For four years, I went through the motions of this weird, fun, difficult experience believing that each emotion would last forever. It seemed like each conflict was my downfall, each relationship enduring, each exciting night would be the best one, each song I danced to would be my favorite and each dream I held onto would define me for the rest of my life.
The start of my freshman year felt like a movie. Everything from living on my own and new friendships and relationships, to State Street and freedom, made me believe that the greatest time of my life had just begun. I stopped caring about the realm outside of my new college bubble — I didn’t think I needed it, because now, this was my world and I had everything lined up exactly how I wanted it to be. But, of course, no one has their life figured out at 18, and if you think that you do it’s probably just because you’re only 18. Sure, I did have indescribable moments that year, but for a long time I rejected my need to grow. I thought that growing and changing would be the antithesis of my blissful, sheltered life. I couldn’t escape from reality, and when it finally caught up to me, it made my world a whole lot bigger.

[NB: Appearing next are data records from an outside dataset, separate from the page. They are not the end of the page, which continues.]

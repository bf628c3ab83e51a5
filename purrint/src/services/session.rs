//! Latest-wins conversion session.
//!
//! Every submission takes a generation ticket. A conversion that finishes
//! after a newer one was submitted is discarded instead of replacing the
//! newer result.

use std::future::Future;
use std::sync::Arc;
use std::sync::atomic::{AtomicU64, Ordering};

use catprinter::PrintTransport;
use image::RgbaImage;
use image_processor::RenderOptions;
use tokio::sync::RwLock;

use super::render::{ImageSource, render_source};
use crate::error::ServiceError;

/// A finished conversion.
#[derive(Debug)]
pub struct Rendered {
    pub generation: u64,
    pub surface: RgbaImage,
}

#[derive(Debug, Default)]
pub struct RenderSession {
    generation: AtomicU64,
    current: RwLock<Option<Arc<Rendered>>>,
}

impl RenderSession {
    pub fn new() -> Self {
        Self::default()
    }

    /// Convert `source` and make it the current result.
    pub async fn submit(
        &self,
        source: ImageSource,
        options: RenderOptions,
    ) -> Result<Arc<Rendered>, ServiceError> {
        self.submit_with(render_source(source, options)).await
    }

    /// Run `job` under a fresh generation ticket.
    ///
    /// Failures leave the current result untouched.
    pub async fn submit_with<F>(&self, job: F) -> Result<Arc<Rendered>, ServiceError>
    where
        F: Future<Output = Result<RgbaImage, ServiceError>>,
    {
        let ticket = self.generation.fetch_add(1, Ordering::SeqCst) + 1;
        let result = job.await;

        if !self.is_latest(ticket) {
            tracing::debug!(ticket, "Discarding superseded conversion");
            return Err(ServiceError::Superseded);
        }
        let surface = result.inspect_err(|e| tracing::warn!(ticket, "Conversion failed: {e}"))?;

        let mut current = self.current.write().await;
        // A newer submission may have been issued while waiting for the lock.
        if !self.is_latest(ticket) {
            return Err(ServiceError::Superseded);
        }
        let rendered = Arc::new(Rendered {
            generation: ticket,
            surface,
        });
        *current = Some(Arc::clone(&rendered));
        Ok(rendered)
    }

    /// The most recent finished conversion, if any.
    pub async fn current(&self) -> Option<Arc<Rendered>> {
        self.current.read().await.clone()
    }

    /// Send the current result to `transport`.
    pub async fn print_current(&self, transport: &dyn PrintTransport) -> Result<(), ServiceError> {
        let rendered = self.current().await.ok_or(ServiceError::NoImageSelected)?;
        tracing::info!(
            transport = transport.name(),
            generation = rendered.generation,
            "Printing current image"
        );
        transport.print(&rendered.surface).await?;
        Ok(())
    }

    fn is_latest(&self, ticket: u64) -> bool {
        self.generation.load(Ordering::SeqCst) == ticket
    }
}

It’s funny how you don’t notice the changes until after they have happened. I recall a night earlier this semester when a few of my friends and I were conversing in the bathroom of a party, ironically, a classic freshman year activity. However, this time we were talking about how different we all were from when we first started college. We noticed how each of us weren’t as high-energy as we used to be, and how our maturity was much more apparent. This wasn’t meant to disvalue the beauty and spirit of youthful living, but to realize that although each of us had grown a few years older, lived through a traumatic pandemic and endured rigorous coursework and dreary Binghamton winters, we were still there — together and proud of one another. We could no longer be the people we were at 18, because now we were strong enough to build our own world, made up of real friends, dreams that we had grown into and passions that we had finally had the opportunity to explore. College wasn’t about embedding into the bubble. It was about breaking out of it, because at some point, we don’t need it anymore.
Each memory from the last four years, even the really amazing ones, weren’t made to keep me in the past forever. Though I often must combat the relentless wrath of nostalgia, I have learned that these memories are meant to capture moments, not lifetimes, and that using them as stepping stones rather than permanent dwellings is far more effective. Don’t get me wrong, memories are peculiar, and I imagine that there will be days after graduation where I’ll wake up and for that first second, forget that I am not in Binghamton anymore, and never will be again. You can never relive these monumental experiences, but for some reason our brains let the memories live on within us for a long time after we’ve gotten rid of the Pantone 342.
Jaclyn Ciaramella is a senior double-majoring in psychology and art history. She is an Arts & Culture contributor.